Coming off of the charming teen beauty-pageant comedy Smile (a kinda "Altmany" gem, almost Nashville-light, in need of being rediscovered) and the biting political satire The Candidate, director Ritchie made one of the greatest sports comedies of all time and frankly one of my favorite movies of all time. Though the two horrid sequels, The Bad News Bears In Breaking Training and the even worse, much worse The Bad News Bears Go To Japan may have helped to bring down its reputation, it’s actually much better than you may remember or may have heard. If you’re not a prude about the language it’s a perfect film to introduce to a teenager who’s into baseball or just admires adolescent rebellion and mayhem.
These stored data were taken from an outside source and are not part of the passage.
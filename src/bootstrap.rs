use std::{sync::Arc, time::Duration};

use mediator_core::{AppState, CoreError, CoreResult};
use tokio::sync::{watch, Mutex};
use tracing::{info, warn};

use crate::persistence::Persistence;

/// Coordinates the one-time setup sequence shared by both distinguished
/// connections: the HTTP server is already accepting admin requests while
/// this runs, so `receive_mediator_invitation` may supply the upstream
/// invite concurrently with this task waiting for it.
pub struct Bootstrap {
    pub app: Arc<AppState>,
    agent_invitation: Mutex<Option<String>>,
    mediator_invite_tx: watch::Sender<Option<String>>,
    retriever: Mutex<Option<retriever::RetrieverHandle>>,
}

impl Bootstrap {
    pub fn new(app: Arc<AppState>) -> (Arc<Self>, watch::Receiver<Option<String>>) {
        let (tx, rx) = watch::channel(None);
        (
            Arc::new(Self {
                app,
                agent_invitation: Mutex::new(None),
                mediator_invite_tx: tx,
                retriever: Mutex::new(None),
            }),
            rx,
        )
    }

    pub async fn agent_invitation_url(&self) -> Option<String> {
        self.agent_invitation.lock().await.clone()
    }

    /// Called by the `/receive_mediator_invitation` admin route. A no-op if
    /// the upstream connection is already established.
    pub fn submit_mediator_invitation(&self, url: String) {
        let _ = self.mediator_invite_tx.send(Some(url));
    }

    async fn park_retriever(&self, handle: retriever::RetrieverHandle) {
        *self.retriever.lock().await = Some(handle);
    }

    /// Stops the retriever, if one has started, swallowing its task join
    /// errors the way a cancelled task's result is swallowed everywhere
    /// else in this shutdown path.
    pub async fn stop_retriever(&self) {
        if let Some(handle) = self.retriever.lock().await.take() {
            handle.stop().await;
        }
    }
}

/// Dispatches an invitation URL to the legacy or OOB/DID-exchange module by
/// its query parameter, exactly as the teacher's invite-handling closure
/// does for both the bootstrap mediator connection and any ad-hoc admin
/// submission.
async fn receive_invitation(app: &Arc<AppState>, url: &str, label: &str) -> CoreResult<String> {
    if url.contains("c_i=") {
        connections_legacy::receive_invitation(app, url, label).await
    } else if url.contains("oob=") {
        oob_didexchange::receive_invitation(app, url, label).await
    } else {
        Err(CoreError::InvalidEnvelope("invitation url has neither c_i nor oob parameter".into()))
    }
}

async fn await_completion(app: &Arc<AppState>, verkey: &str) -> CoreResult<()> {
    let mut rx = app
        .registry
        .get_and(verkey, |c| c.completion_receiver())
        .await
        .ok_or(CoreError::ConnectionNotFound)?;
    if !*rx.borrow() {
        let _ = rx.changed().await;
    }
    Ok(())
}

/// Runs the full bootstrap sequence: establish (or recall) the upstream
/// mediator connection and request mediation from it, then establish (or
/// recall) the downstream agent connection, persist both, and finally start
/// the retriever against the mediator connection.
pub async fn run(
    bootstrap: Arc<Bootstrap>,
    mut mediator_invite_rx: watch::Receiver<Option<String>>,
    config_invite: Option<String>,
    poll_interval: Duration,
    persistence: Option<Arc<Persistence>>,
) -> CoreResult<()> {
    let app = bootstrap.app.clone();

    let mediator_verkey = match app.registry.mediator_connection_verkey().await {
        Some(verkey) => {
            info!("mediator connection recalled from store");
            verkey
        }
        None => {
            let url = if let Some(invite) = config_invite {
                info!("receiving mediator invitation from configuration");
                invite
            } else {
                info!("awaiting mediator invitation over HTTP");
                loop {
                    if let Some(url) = mediator_invite_rx.borrow().clone() {
                        break url;
                    }
                    if mediator_invite_rx.changed().await.is_err() {
                        return Err(CoreError::Transport("mediator invitation channel closed".into()));
                    }
                }
            };

            let verkey = receive_invitation(&app, &url, "proxy-mediator").await?;
            app.registry.set_mediator_connection(verkey.clone()).await;
            await_completion(&app, &verkey).await?;

            mediator_coordination::request_mediation_from_external(&app, &verkey).await?;
            mediator_coordination::send_keylist_update(&app, &verkey, "add", &verkey).await?;
            info!("mediation established with upstream mediator");
            verkey
        }
    };

    let agent_verkey = match app.registry.agent_connection_verkey().await {
        Some(verkey) => {
            info!("agent connection recalled from store");
            verkey
        }
        None => {
            let (verkey, url) = oob_didexchange::create_invitation(&app, "proxy-mediator").await?;
            *bootstrap.agent_invitation.lock().await = Some(url.clone());
            info!(invitation_url = %url, "awaiting agent connection");
            await_completion(&app, &verkey).await?;
            app.registry.set_agent_connection(verkey.clone()).await;
            verkey
        }
    };

    if let Some(persistence) = &persistence {
        if let Err(e) = persistence.save(&app.registry).await {
            warn!(error = %e, "failed to persist connections after bootstrap");
        }
    }

    info!(%mediator_verkey, %agent_verkey, "bootstrap complete, starting retriever");
    let handle = retriever::start(app.clone(), mediator_verkey, poll_interval).await?;

    // The retriever keeps running for the process lifetime; dropping the
    // handle without calling `stop` would abort its tasks, so it is parked
    // in the bootstrap task's storage until shutdown drives it explicitly.
    bootstrap.park_retriever(handle).await;
    Ok(())
}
In an Oscar worthy performance, at his most WC Fields, Walter Matthau plays Morris Buttermaker, a run down, drunken ex-ball player now working as pool cleaner. He’s hired on the sly by a shifty politician to manage his son’s unwanted little league team that recently won the right to legally play in an outrageously competitive kiddie-baseball league. At first Buttermaker’s just an inebriated lout, a joke. But he comes to want to see his terrible team of mostly talentless, ethnic and social misfits win and stick it to the suburban snobs and aggressive uber-jocks coaching the other teams. Vic Morrow, in maybe his most memorable theatrical role (other then his teen juvi in Blackboard Jungle), perfectly captures the testosterone-fueled rival sports-dad overly pushing his son too hard (of course, tragically, some years later he would be murdered, beheaded to be exact, by the on-set stunt of the lazy production standards of Twilight Zone: The Movie).
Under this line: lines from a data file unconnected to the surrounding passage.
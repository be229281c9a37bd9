//! Application assembly: wires every protocol crate's routes into one
//! dispatcher, builds the `AppState`, and exposes the axum `Router` plus the
//! bootstrap task `main.rs` drives to completion and shutdown.

pub mod admin;
pub mod bootstrap;
pub mod config;
pub mod persistence;

use std::sync::Arc;

use axum::{
    http::Method,
    routing::{get, post},
    Router,
};
use eyre::Result;
use mediator_core::{AppState, MessageRouter, ProxyConfig};
use tower_http::{
    catch_panic::CatchPanicLayer,
    cors::{Any, CorsLayer},
    trace::TraceLayer,
};

use admin::ServerState;
use bootstrap::Bootstrap;
use config::Settings;
use persistence::Persistence;

fn protocol_routes() -> MessageRouter {
    connections_legacy::routes()
        .merge(oob_didexchange::routes())
        .merge(mediator_coordination::routes())
        .merge(routing::routes())
        .merge(basic_message::routes())
}

/// Everything `main.rs` needs to run the process: the HTTP router, the
/// one-shot bootstrap future to spawn alongside the server, and the
/// persistence handle (if any) to flush the registry to on shutdown.
pub struct Application {
    pub router: Router,
    pub app: Arc<AppState>,
    pub bootstrap_task: tokio::task::JoinHandle<()>,
    pub bootstrap: Arc<Bootstrap>,
    pub persistence: Option<Arc<Persistence>>,
}

/// Builds the application: loads (or opens fresh) the persistence backend,
/// recalls any stored connections, and spawns the bootstrap sequence that
/// establishes the mediator and agent connections this process still lacks.
pub async fn app(settings: Settings) -> Result<Application> {
    let config = ProxyConfig {
        endpoint: settings.endpoint.clone(),
        poll_interval_secs: settings.poll_interval.as_secs(),
    };
    let app_state = Arc::new(AppState::new(config, protocol_routes()));

    let persistence = Persistence::open(&settings).await?;
    if let Some(p) = &persistence {
        p.restore(&app_state.registry).await?;
    }

    let (bootstrap, mediator_invite_rx) = Bootstrap::new(app_state.clone());

    let bootstrap_task = {
        let bootstrap = bootstrap.clone();
        let config_invite = settings.mediator_invite.clone();
        let poll_interval = settings.poll_interval;
        let persistence = persistence.clone();
        tokio::spawn(async move {
            if let Err(e) = bootstrap::run(bootstrap, mediator_invite_rx, config_invite, poll_interval, persistence).await {
                tracing::error!(error = %e, "bootstrap sequence failed");
            }
        })
    };

    let server_state = ServerState {
        app: app_state.clone(),
        bootstrap: bootstrap.clone(),
    };

    let cors = CorsLayer::new()
        .allow_origin(Any)
        .allow_methods([Method::GET, Method::POST, Method::OPTIONS])
        .allow_headers(Any);

    let router = Router::new()
        .route("/", post(admin::receive_message))
        .route("/retrieve_agent_invitation", get(admin::retrieve_agent_invitation))
        .route("/receive_mediator_invitation", post(admin::receive_mediator_invitation))
        .route("/status", get(admin::status))
        .with_state(server_state)
        .layer(TraceLayer::new_for_http())
        .layer(CatchPanicLayer::new())
        .layer(cors);

    Ok(Application {
        router,
        app: app_state,
        bootstrap_task,
        bootstrap,
        persistence,
    })
}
As Buttermaker finds his own self-worth, he tries to help the team find their pride by winning. He brings in a couple of ringers to help the team succeed…First the thirteen year-old girl he taught to pitch years earlier when he dated her mother, played by the plucky Tatum O’Neal (coming off her Oscar win for Paper Moon and soon to follow it up with the lost teen classic Little Darlings, still not available on DVD here in the US). She helps to recruit the best athlete in the area, but the most dangerous, the cigarette smoking, motorcycle driving, sunglasses wearing Kelly Leak, well played by Jackie Earle Haley, who was also memorable as the creepy kid in Day Of The Locust and then as a young adult in Breaking Away. His career had vanished as an adult, but he recently had a nice career resurrection in such films as Little Children and Watchmen.
On screen the kids swear, spout racially offensive jokes, smoke, are given beer to drink from Buttermaker, and even lose the big game. All unimaginable in this era of Mighty Ducks-like family sports films. The thing is, these kids are real. Not corporately designed robots that fit nicely in home video packaging. Like the original Rocky (another great film possibly marginalized by some of its questionable sequels) the point isn’t about winning. It’s actually about something much more important and maybe more entertaining…Becoming a better person, finding self respect, and "how you play the game," etc.
Note for Hollywood Producer Guy looking to make a buck: from now on only remake bad films. Films that either sucked or could be improved on, not classics. Talk to me, I have lists of bad films you can remake. Here are two you could do: The Bad News Bears In Breaking Training or The Bad News Bears Go To Japan. Maybe you will learn it’s not about winning, but how YOU play the game and all that, blah blah. You may hustle those sports clichés to the public, but when it comes to picking films to remake you don’t actually live by them.